*** Records ***

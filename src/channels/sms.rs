use async_trait::async_trait;
use serde::{Deserialize, Serialize};
use serde_json::Value;
use std::time::Duration;

use super::{DeliveryChannel, DeliveryError};
use crate::models::dispatch::{Channel, FailureKind};

#[derive(Debug, Clone)]
pub struct Fast2SmsConfig {
    pub api_url: String,
    pub api_key: String,
    pub sender_id: String,
    pub route: String,
    pub timeout: Duration,
}

#[derive(Debug, Serialize)]
struct BulkRequest<'a> {
    route: &'a str,
    sender_id: &'a str,
    message: &'a str,
    language: &'a str,
    flash: u8,
    numbers: &'a str,
}

#[derive(Debug, Deserialize)]
struct BulkResponse {
    #[serde(rename = "return", default)]
    accepted: bool,
    #[serde(default)]
    request_id: Option<String>,
    #[serde(default)]
    status_code: Option<u16>,
    #[serde(default)]
    message: Value,
}

impl BulkResponse {
    fn message_text(&self) -> String {
        match &self.message {
            Value::String(s) => s.clone(),
            Value::Array(items) => items
                .iter()
                .map(|v| v.as_str().map(str::to_string).unwrap_or_else(|| v.to_string()))
                .collect::<Vec<_>>()
                .join("; "),
            Value::Null => String::new(),
            other => other.to_string(),
        }
    }
}

/// Fast2SMS bulk API. Each recipient gets its own request so failures are
/// attributable to a single number.
pub struct Fast2SmsChannel {
    client: reqwest::Client,
    config: Fast2SmsConfig,
}

impl Fast2SmsChannel {
    pub fn new(config: Fast2SmsConfig) -> anyhow::Result<Self> {
        let client = reqwest::Client::builder().timeout(config.timeout).build()?;
        Ok(Self { client, config })
    }
}

fn classify(status_code: Option<u16>, message: &str) -> FailureKind {
    let lower = message.to_lowercase();
    if lower.contains("number") {
        FailureKind::InvalidRecipient
    } else if lower.contains("balance")
        || lower.contains("authorization")
        || lower.contains("authentication")
        || lower.contains("api key")
        || matches!(status_code, Some(401 | 402 | 412 | 413 | 416))
    {
        FailureKind::ProviderRejected
    } else {
        FailureKind::Unknown
    }
}

#[async_trait]
impl DeliveryChannel for Fast2SmsChannel {
    fn channel(&self) -> Channel {
        Channel::Sms
    }

    fn timeout(&self) -> Duration {
        self.config.timeout
    }

    async fn send(&self, recipient: &str, message: &str) -> Result<String, DeliveryError> {
        let body = BulkRequest {
            route: &self.config.route,
            sender_id: &self.config.sender_id,
            message,
            language: "english",
            flash: 0,
            numbers: recipient,
        };

        let response = self
            .client
            .post(&self.config.api_url)
            .header("authorization", &self.config.api_key)
            .json(&body)
            .send()
            .await
            .map_err(|e| DeliveryError::from_transport(&e))?;

        let status = response.status();
        let text = response
            .text()
            .await
            .map_err(|e| DeliveryError::from_transport(&e))?;
        let parsed: Option<BulkResponse> = serde_json::from_str(&text).ok();

        match parsed {
            Some(r) if status.is_success() && r.accepted => {
                Ok(r.request_id.unwrap_or_else(|| "accepted".to_string()))
            }
            Some(r) => {
                let detail = r.message_text();
                let kind = match classify(r.status_code, &detail) {
                    FailureKind::Unknown => {
                        DeliveryError::from_status(status).unwrap_or(FailureKind::Unknown)
                    }
                    kind => kind,
                };
                Err(DeliveryError::new(kind, format!("fast2sms {}: {}", status.as_u16(), detail)))
            }
            None => {
                let kind = DeliveryError::from_status(status).unwrap_or(FailureKind::Unknown);
                Err(DeliveryError::new(
                    kind,
                    format!("fast2sms {}: unexpected response body", status.as_u16()),
                ))
            }
        }
    }
}
//! Shared scaffolding for the integration tests: an in-memory backend with
//! shared storage (so images survive closing the disk that owns them, like
//! files do) and byte-level image builders.
#![allow(dead_code)]

use std::cell::RefCell;
use std::collections::HashMap;
use std::rc::Rc;

use vmdk::{MemBackend, Result, StorageBackend};

pub const SECTOR: usize = 512;

#[derive(Clone, Default)]
pub struct SharedMem(Rc<RefCell<MemBackend>>);

impl SharedMem {
    pub fn snapshot(&self) -> Vec<u8> {
        self.0.borrow().as_slice().to_vec()
    }
}

impl StorageBackend for SharedMem {
    fn len(&self) -> Result<u64> {
        self.0.borrow().len()
    }

    fn set_len(&mut self, len: u64) -> Result<()> {
        self.0.borrow_mut().set_len(len)
    }

    fn read_at(&mut self, offset: u64, buf: &mut [u8]) -> Result<()> {
        self.0.borrow_mut().read_at(offset, buf)
    }

    fn write_at(&mut self, offset: u64, buf: &[u8]) -> Result<()> {
        self.0.borrow_mut().write_at(offset, buf)
    }

    fn flush(&mut self) -> Result<()> {
        self.0.borrow_mut().flush()
    }
}

/// Named-file store backing `VmdkDisk::open_with` and `create_image`.
#[derive(Default)]
pub struct FileStore {
    files: HashMap<String, SharedMem>,
}

impl FileStore {
    pub fn new() -> Self {
        Self::default()
    }

    pub fn create(&mut self, name: &str) -> SharedMem {
        let backend = SharedMem::default();
        self.files.insert(name.to_string(), backend.clone());
        backend
    }

    pub fn get(&self, name: &str) -> Option<SharedMem> {
        self.files.get(name).cloned()
    }

    pub fn opener(&self) -> impl FnMut(&str) -> Result<SharedMem> + '_ {
        move |name| {
            self.files
                .get(name)
                .cloned()
                .ok_or(vmdk::DiskError::Io(format!("no such extent file: {name}")))
        }
    }

    pub fn allocator(&mut self) -> impl FnMut(&str) -> Result<SharedMem> + '_ {
        move |name| Ok(self.create(name))
    }

    pub fn names(&self) -> Vec<String> {
        let mut names: Vec<String> = self.files.keys().cloned().collect();
        names.sort();
        names
    }
}

pub fn write_le_u32(buf: &mut [u8], offset: usize, val: u32) {
    buf[offset..offset + 4].copy_from_slice(&val.to_le_bytes());
}

pub fn write_le_u64(buf: &mut [u8], offset: usize, val: u64) {
    buf[offset..offset + 8].copy_from_slice(&val.to_le_bytes());
}

pub fn read_le_u32(buf: &[u8], offset: usize) -> u32 {
    u32::from_le_bytes([buf[offset], buf[offset + 1], buf[offset + 2], buf[offset + 3]])
}

pub const FLAG_NL_DETECT: u32 = 1 << 0;
pub const FLAG_RGD: u32 = 1 << 1;
pub const FLAG_ZERO_GRAIN: u32 = 1 << 2;
pub const FLAG_COMPRESSED: u32 = 1 << 16;
pub const FLAG_MARKER: u32 = 1 << 17;

/// Hand-assembled `KDMV` header sector, independent of the crate's own
/// encoder.
#[allow(clippy::too_many_arguments)]
pub fn kdmv_header(
    version: u32,
    flags: u32,
    capacity_sectors: u64,
    grain_sectors: u64,
    desc_offset: u64,
    desc_size: u64,
    gt_entries: u32,
    rgd_offset: u64,
    gd_offset: u64,
    grain_offset: u64,
    compress_algorithm: u16,
) -> [u8; SECTOR] {
    let mut raw = [0u8; SECTOR];
    raw[0..4].copy_from_slice(b"KDMV");
    write_le_u32(&mut raw, 4, version);
    write_le_u32(&mut raw, 8, flags);
    write_le_u64(&mut raw, 12, capacity_sectors);
    write_le_u64(&mut raw, 20, grain_sectors);
    write_le_u64(&mut raw, 28, desc_offset);
    write_le_u64(&mut raw, 36, desc_size);
    write_le_u32(&mut raw, 44, gt_entries);
    write_le_u64(&mut raw, 48, rgd_offset);
    write_le_u64(&mut raw, 56, gd_offset);
    write_le_u64(&mut raw, 64, grain_offset);
    raw[73] = b'\n';
    raw[74] = b' ';
    raw[75] = b'\r';
    raw[76] = b'\n';
    raw[77..79].copy_from_slice(&compress_algorithm.to_le_bytes());
    raw
}

/// Geometry of [`sparse_image`]: 1024 sectors capacity, 16-sector (8 KiB)
/// grains, 32-entry grain tables, so the image carries two grain tables per
/// directory.
pub const IMG_CAPACITY_SECTORS: u64 = 1024;
pub const IMG_GRAIN_SECTORS: u64 = 16;
pub const IMG_CLUSTER_BYTES: usize = IMG_GRAIN_SECTORS as usize * SECTOR;
pub const IMG_GT_ENTRIES: u32 = 32;
pub const IMG_RGD_SECTOR: u64 = 21;
pub const IMG_RGD_GT0: u64 = 22;
pub const IMG_GD_SECTOR: u64 = 24;
pub const IMG_GD_GT0: u64 = 25;
pub const IMG_GRAIN_OFFSET: u64 = 32;

pub const IMG_DESCRIPTOR: &str = "# Disk DescriptorFile\n\
version=1\n\
CID=fffffffe\n\
parentCID=ffffffff\n\
createType=\"monolithicSparse\"\n\
\n\
# Extent description\n\
RW 1024 SPARSE \"test.vmdk\"\n";

/// Builds the canonical small sparse image by hand: header, descriptor,
/// redundant directory at 21 with tables at 22/23, primary directory at 24
/// with tables at 25/26, grain data from sector 32.
pub fn sparse_image(extra_flags: u32) -> SharedMem {
    sparse_image_with_descriptor(extra_flags, IMG_DESCRIPTOR)
}

pub fn sparse_image_with_descriptor(extra_flags: u32, descriptor: &str) -> SharedMem {
    let version = if extra_flags & FLAG_ZERO_GRAIN != 0 { 2 } else { 1 };
    let compressed = extra_flags & FLAG_COMPRESSED != 0;
    let header = kdmv_header(
        version,
        FLAG_NL_DETECT | FLAG_RGD | extra_flags,
        IMG_CAPACITY_SECTORS,
        IMG_GRAIN_SECTORS,
        1,
        20,
        IMG_GT_ENTRIES,
        IMG_RGD_SECTOR,
        IMG_GD_SECTOR,
        IMG_GRAIN_OFFSET,
        if compressed { 1 } else { 0 },
    );

    let mut backend = SharedMem::default();
    backend
        .set_len(IMG_GRAIN_OFFSET * SECTOR as u64)
        .unwrap();
    backend.write_at(0, &header).unwrap();
    backend
        .write_at(SECTOR as u64, descriptor.as_bytes())
        .unwrap();

    // Both directories: two pre-allocated, zero-filled tables each.
    let mut rgd = [0u8; 8];
    write_le_u32(&mut rgd, 0, IMG_RGD_GT0 as u32);
    write_le_u32(&mut rgd, 4, IMG_RGD_GT0 as u32 + 1);
    backend
        .write_at(IMG_RGD_SECTOR * SECTOR as u64, &rgd)
        .unwrap();

    let mut gd = [0u8; 8];
    write_le_u32(&mut gd, 0, IMG_GD_GT0 as u32);
    write_le_u32(&mut gd, 4, IMG_GD_GT0 as u32 + 1);
    backend
        .write_at(IMG_GD_SECTOR * SECTOR as u64, &gd)
        .unwrap();

    backend
}

/// Grain-table entry for virtual `sector`, read straight from the container.
pub fn gt_entry(backend: &SharedMem, gt_sector: u64, sector: u64) -> u32 {
    let index = (sector / IMG_GRAIN_SECTORS) % IMG_GT_ENTRIES as u64;
    let bytes = backend.snapshot();
    read_le_u32(&bytes, gt_sector as usize * SECTOR + index as usize * 4)
}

*** End of Records ***

:: Exercise ::
Work through the entries above line by line, counting each one that includes the word "reqwest", and give the final number only.

:: Task response ::
2